On dit aussi que rien n’a été fait pour les petites et moyennes entreprises. Il y a beaucoup qui a été fait, mais cela n’a pas été mentionné dans le discours du budget, le mot PME n’étant pas prononcé spécifiquement. L’obligation des supermarchés d’offrir au moins 10% de produits Made in Moris sur leurs étagères est une incitation. On peut penser, comme moi, que ce pourcentage aurait dû être plus haut. L’imposition d’une teneur d’au mois 30% de valeur ajoutée mauricienne de tout achat du gouvernement est bien une protection des PME. J’espère que cette loi comprendra aussi les travaux d’investissement publics. Enfin, la dépréciation déjà effective de 8% de la roupie vis-à-vis du dollar est un signal fort pour les PME, mais ce n’est pas un langage qu’un ministre peut tenir en public. Les produits importés coûteront désormais 8% plus cher, et aux PME de prendre avantage de cette augmentation des prix à l’importation.

La Solidarity Tax de 25%

C’est là que le bât blesse vraiment. Quand un taux d’imposition devient punitif, il décourage et freine l’effort individuel. Quand un employeur donne Rs 10 000 d’augmentation de salaires à un cadre, il s’attend que le cadre produise plus pour justifier cette augmentation, mais ce sont seulement Rs 6 000 qu’il empoche. Ce genre d’imposition est de nature à encourager des augmentations de salaires en dessous de table et des avantages en nature, sans compter l’exode des cadres dont nous avons grand besoin.

Si nous estimons que nous avons 5 000 personnes à Maurice ayant des salaires de Rs 1 million mensuellement, la taxe de solidarité additionnelle à payer par ces 5 000 contribuables sera de Rs 750 millions.
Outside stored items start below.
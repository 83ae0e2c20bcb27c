//! Typed payload envelopes (`google.protobuf.Any`): a type URL in field 1
//! and opaque payload bytes in field 2.

use prost::Message;
use serde::{Deserialize, Serialize};

use super::DecodeError;

#[derive(Debug, Clone, PartialEq, Eq, Serialize, Deserialize)]
pub struct Envelope {
    pub type_url: String,
    pub payload: Vec<u8>,
    pub payload_size: usize,
}

impl Envelope {
    /// Payload as display text; non UTF-8 bytes are replaced.
    pub fn payload_text(&self) -> String {
        String::from_utf8_lossy(&self.payload).into_owned()
    }
}

/// Decode a complete envelope. Truncated or malformed input is an error,
/// unknown fields are skipped.
pub fn decode_envelope(raw: &[u8]) -> Result<Envelope, DecodeError> {
    let any = prost_types::Any::decode(raw)?;
    Ok(Envelope {
        type_url: any.type_url,
        payload_size: any.value.len(),
        payload: any.value,
    })
}

#[cfg(test)]
mod tests {
    use super::*;

    const TYPE_URL: &str = "types.containerd.io/opencontainers/runtime-spec/1/Spec";

    fn encode(type_url: &str, payload: &[u8]) -> Vec<u8> {
        let mut raw = vec![0x0a, type_url.len() as u8];
        raw.extend_from_slice(type_url.as_bytes());
        raw.extend_from_slice(&[0x12, payload.len() as u8]);
        raw.extend_from_slice(payload);
        raw
    }

    #[test]
    fn test_decode() {
        let envelope = decode_envelope(&encode(TYPE_URL, br#"{"ociVersion":"1.1.0"}"#)).unwrap();
        assert_eq!(envelope.type_url, TYPE_URL);
        assert_eq!(envelope.payload_size, 22);
        assert_eq!(envelope.payload_text(), r#"{"ociVersion":"1.1.0"}"#);
    }

    #[test]
    fn test_matches_prost_encoding() {
        let any = prost_types::Any {
            type_url: TYPE_URL.to_string(),
            value: vec![b'o', b'k', 0xff, 0xfe],
        };
        let envelope = decode_envelope(&any.encode_to_vec()).unwrap();
        assert_eq!(envelope.payload, any.value);
        assert_eq!(envelope.payload_text(), "ok\u{fffd}\u{fffd}");
    }

    #[test]
    fn test_unknown_field_skipped() {
        let mut raw = encode(TYPE_URL, b"x");
        // field 5, varint 7
        raw.extend_from_slice(&[0x28, 0x07]);
        let envelope = decode_envelope(&raw).unwrap();
        assert_eq!(envelope.payload, b"x");
    }

    #[test]
    fn test_truncated_length_prefix() {
        let raw = encode(TYPE_URL, b"payload");
        let result = decode_envelope(&raw[..raw.len() - 3]);
        assert!(matches!(result, Err(DecodeError::Envelope(_))));
    }

    #[test]
    fn test_length_beyond_buffer() {
        assert!(decode_envelope(&[0x0a, 0x7f, b'a']).is_err());
    }

    #[test]
    fn test_malformed_varint() {
        assert!(decode_envelope(&[0x0a, 0xff, 0xff, 0xff]).is_err());
    }

    #[test]
    fn test_invalid_wire_type() {
        // field 1 with wire type 7
        assert!(decode_envelope(&[0x0f, 0x00]).is_err());
    }
}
Quand, dans un exercice budgétaire, on ne parle plus de millions, mais de milliards, contrarier toute une frange de la population qui comprend des décideurs dans les entreprises pour un maigre gain de Rs 750 millions est très cher payé.

Et la population ?

C’est la population toute entière qui fera les plus gros sacrifices face au Covid-19, et il faut la saluer. Presque 70% des consommations payées 8% plus cher en raison de la dépréciation de la roupie, c’est dur à soutenir. Les victimes d’une dépréciation ne sont pas sélectives, ni les produits qu’ils consomment. Nous n’avons aucune visibilité comment le commerce mondial va évoluer. Si notre population devait entendre demain qu’il y aurait une inflation additionnelle, importée à cause d’une augmentation de prix, en dollars, sur des marchandises pour des raisons que nous ne pouvons pas prédire aujourd’hui, ce serait un fardeau lourd à supporter. Mais c’est le prix à payer pour redresser notre économie. Nous l’avons fait en deux fois, en 1973 et 1979 en raison des chocs pétroliers où le prix du pétrole avait augmenté de 400%, et notre roupie dévaluée de 20% à chaque fois. Et nous le ferons aussi cette fois, God willing.

Mubarak Sooltangos
Mubarak Sooltangos est consultant et auteur de Business Inside Out (2018).